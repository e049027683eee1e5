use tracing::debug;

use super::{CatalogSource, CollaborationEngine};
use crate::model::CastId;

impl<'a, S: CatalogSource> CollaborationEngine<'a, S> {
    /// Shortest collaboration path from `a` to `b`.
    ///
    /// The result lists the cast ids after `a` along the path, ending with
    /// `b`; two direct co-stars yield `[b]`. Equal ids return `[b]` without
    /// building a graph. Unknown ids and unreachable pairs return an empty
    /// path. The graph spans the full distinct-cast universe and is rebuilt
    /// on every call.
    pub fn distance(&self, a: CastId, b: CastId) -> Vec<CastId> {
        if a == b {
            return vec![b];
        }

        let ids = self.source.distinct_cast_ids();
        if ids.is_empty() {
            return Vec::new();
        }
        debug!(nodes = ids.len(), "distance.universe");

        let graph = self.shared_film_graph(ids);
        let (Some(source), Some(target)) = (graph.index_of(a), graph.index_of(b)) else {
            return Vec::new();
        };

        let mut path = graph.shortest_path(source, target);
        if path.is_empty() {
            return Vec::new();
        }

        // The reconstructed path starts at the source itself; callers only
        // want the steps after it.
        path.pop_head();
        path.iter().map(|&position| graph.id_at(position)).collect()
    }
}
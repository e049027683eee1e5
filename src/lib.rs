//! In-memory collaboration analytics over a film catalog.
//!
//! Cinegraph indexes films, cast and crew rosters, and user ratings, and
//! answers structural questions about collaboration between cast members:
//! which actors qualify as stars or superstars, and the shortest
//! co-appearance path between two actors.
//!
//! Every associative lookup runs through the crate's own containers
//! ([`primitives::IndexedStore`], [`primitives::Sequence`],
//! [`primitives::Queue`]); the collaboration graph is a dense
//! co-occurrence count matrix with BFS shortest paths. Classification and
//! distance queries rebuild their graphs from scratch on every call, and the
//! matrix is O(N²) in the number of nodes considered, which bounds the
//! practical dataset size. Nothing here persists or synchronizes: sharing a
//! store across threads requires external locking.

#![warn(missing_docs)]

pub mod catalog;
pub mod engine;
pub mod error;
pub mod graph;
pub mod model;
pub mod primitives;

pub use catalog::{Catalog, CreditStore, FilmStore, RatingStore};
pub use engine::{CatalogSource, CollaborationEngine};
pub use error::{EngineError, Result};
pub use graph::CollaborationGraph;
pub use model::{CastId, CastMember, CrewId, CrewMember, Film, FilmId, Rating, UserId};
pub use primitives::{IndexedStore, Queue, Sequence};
○ ○ ○ ○
WORK ORDER:
Look through the entries above and find each line where the word "Sequence" occurs; copy those lines.

ANSWER TO THE PROBLEM:
//! ([`primitives::IndexedStore`], [`primitives::Sequence`],
pub use primitives::{IndexedStore, Queue, Sequence};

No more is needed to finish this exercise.